Pugs::Compiler::Regex - Compiler for Perl 6 Regex


Pugs-Compiler-Rule documentation Contained in the Pugs-Compiler-Rule distribution.

Index


Code Index:

NAME

Top

Pugs::Compiler::Regex - Compiler for Perl 6 Regex

SYNOPSIS

Top

    use Pugs::Compiler::Regex;
    use Pugs::Runtime::Match;

    $regex = Pugs::Compiler::Regex->compile('a*b');
    $match = $regex->match('aaab');
    print $match->(), "\n";
    print $match->from, "\n";
    print $match->to, "\n";

    package MyGrammar;
    $regex = Pugs::Compiler::Regex->compile(
        'a*', { ratchet => 1, continue => 1, sigspace => 1 }
    );
    *my_match = $regex->code();
    $match = MyGrammar->my_match('aaaa');
    print "$match\n";

    package MyGrammar2;
    $regex = Pugs::Compiler::Regex->install(
        my_match => 'a*',
        { ratchet => 1, continue => 1, sigspace => 1 }
    );
    $match = MyGrammar->my_match('aaaa');
    print "$match\n";

DESCRIPTION

Top

This class provides an implementation for Perl 6 regexes. It serves as a base class for Pugs::Compiler::Rule and Pugs::Compiler::Token.

METHODS

Top

$regex = Pugs::Compiler::Regex->compile($str, $params);

This method acts like a constructor, which returns a Pugs::Compiler::Regex object from the p6 regex specified in $str, or throws an exception on invalid rule syntax.

$params is an optional argument which specifies the following p6 regex modifiers:

grammar => 'Pugs::Grammar::Base'

Specify which namespace (Grammar) the rule belongs to. if grammar is not specified, then "Pugs::Grammar::Base" will be assumed.

continue => 0
c => 0

These modifiers cause the pattern to continue scanning from the string's current pos:

Note that in Perl 6 form

    m:c/pattern/

is roughlh equivalent to

    m:p/ .*? pattern /

Here is an example:

    package Foo;
    Pugs::Compiler::Regex->install(
        word => '\w+',
        { ratchet => 1, continue => 1 }
    );
    $s = 'hello world';
    $match = Foo->word($s); # got 'hello'
    $match = Foo->word($s); # got 'world'

XXX Note that continue or c currently are not supported in non-ratchet mode.

ratchet => 0

Disable backtracking. Much faster. Defaults to 0. (Pugs::Compiler::Rule and Pugs::Compiler::Token have the default value of 1).

pos => undef
p => undef

Specify a string position to match. Starts from zero. Defaults to undef, which matches anywhere in the string.

sigspace => 0

Whitespace is significant. Defaults to 0 for Pugs::Compiler::Regex while 1 for Pugs::Compiler::Rule.

ignorecase => 0

Ignore character case. Defaults to 0 for Pugs::Compiler::Regex.

$regex->perl5()
$regex->perl()

Return a string holding the Perl 5 code for reconstructing the current Pugs::Compiler::Regex object.
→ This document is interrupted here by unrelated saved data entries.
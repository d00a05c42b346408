mod tests_format;
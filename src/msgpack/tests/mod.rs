mod tests_compare;
//! Engine configuration.
//!
//! One plain struct covers every recognized option; [`Db::open`]
//! (`crate::db::Db::open`) consumes it. Defaults are production-shaped;
//! tests override the handful of knobs they exercise via struct-update
//! syntax.

use std::path::PathBuf;
use std::time::Duration;

pub use crate::xlog::SyncMode as WalMode;

/// Top-level engine configuration.
#[derive(Debug, Clone)]
pub struct BoxConfig {
    /// Bind address for the replication relay; `None` disables it.
    pub listen: Option<String>,
    /// Directory for write-ahead logs.
    pub wal_dir: PathBuf,
    /// Directory for snapshots.
    pub snap_dir: PathBuf,
    /// Root directory for LSM data (`<vinyl_dir>/<space>/<index>/`).
    pub vinyl_dir: PathBuf,
    /// Hard memory quota for in-memory trees, bytes.
    pub vinyl_memory_limit: u64,
    /// Dump/compaction worker threads.
    pub vinyl_threads: usize,
    /// Default target size of one range, bytes.
    pub vinyl_range_size: u64,
    /// Default target size of one run page, bytes.
    pub vinyl_page_size: u32,
    /// Default run count per range that triggers compaction.
    pub vinyl_compact_wm: u32,
    /// WAL durability mode.
    pub wal_mode: WalMode,
    /// Rows per WAL file before rotation.
    pub rows_per_wal: u64,
    /// Background snapshot interval; `None` disables it.
    pub snapshot_period: Option<Duration>,
    /// Snapshots retained by garbage collection.
    pub snapshot_count: usize,
    /// Master URIs to replicate from.
    pub replication_source: Vec<String>,
    /// Reject write requests.
    pub read_only: bool,
    /// Origin id of this instance within the replica set.
    pub instance_id: u32,
    /// Stop recovery on a corrupt WAL record instead of skipping it.
    pub panic_on_wal_error: bool,
    /// Stop recovery on a corrupt snapshot record.
    pub panic_on_snap_error: bool,
    /// Follow a data directory owned by another live instance.
    pub hot_standby: bool,
}

impl Default for BoxConfig {
    fn default() -> Self {
        BoxConfig {
            listen: None,
            wal_dir: PathBuf::from("."),
            snap_dir: PathBuf::from("."),
            vinyl_dir: PathBuf::from("."),
            vinyl_memory_limit: 1 << 30,
            vinyl_threads: 2,
            vinyl_range_size: 1 << 30,
            vinyl_page_size: 128 * 1024,
            vinyl_compact_wm: 2,
            wal_mode: WalMode::Write,
            rows_per_wal: 500_000,
            snapshot_period: None,
            snapshot_count: 2,
            replication_source: Vec::new(),
            read_only: false,
            instance_id: 1,
            panic_on_wal_error: true,
            panic_on_snap_error: true,
            hot_standby: false,
        }
    }
}

impl BoxConfig {
    /// A configuration rooted entirely under one directory — the usual
    /// test and embedded-use shape.
    pub fn rooted(dir: impl Into<PathBuf>) -> BoxConfig {
        let dir = dir.into();
        BoxConfig {
            wal_dir: dir.join("wal"),
            snap_dir: dir.join("snap"),
            vinyl_dir: dir.join("vinyl"),
            ..BoxConfig::default()
        }
    }
}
We are trying to make the perl5 method does something like serializing a Pugs::Compiler::Regex instance.

If you want the raw Perl 5 code generated by the various emitters, use $regex->{perl5} directly.

$regex->match($str, $grammar, $params)

Performs matching action on $str. Note that it's a thin wrapper around the p5 code compiled from the p6 regex with run-time modifier handling via the $params argument.

Here is an example:

    $regex = Pugs::Compiler::regex->compile('a*\w');
    my $match = $regex->match('aaa');
    print "Capture: $match";
    print "From: ", $match->from;
    print "To: ", $match->to;

$regex->code()

Returns a closure (or an anonymous sub) which does the actual matching task. For example:

  $regex = Pugs::Compiler::Regex->compile('a|b', { ratchet => 1 });
  my $sub = $regex->code();
  my $match = $sub->('MyGrammar', 'aaa');

Or inserts the sub into the current package:

  package Foo;
  $regex = Pugs::Compiler::Regex->compile('a*');
  *match = $regex->code();
  my $match = __PACKAGE__->match('aaa');

Technically it's a thin wrapper around the match method.

$regex->install($name, @args_for_compile)

Installs the subroutine returned from the code method as a named subroutine using the name specified by $name;

If $name is fully qualified, then the corresponding package is used, otherwise the current package is assumed.

@args_for_compile are those arguments fed into the compile method.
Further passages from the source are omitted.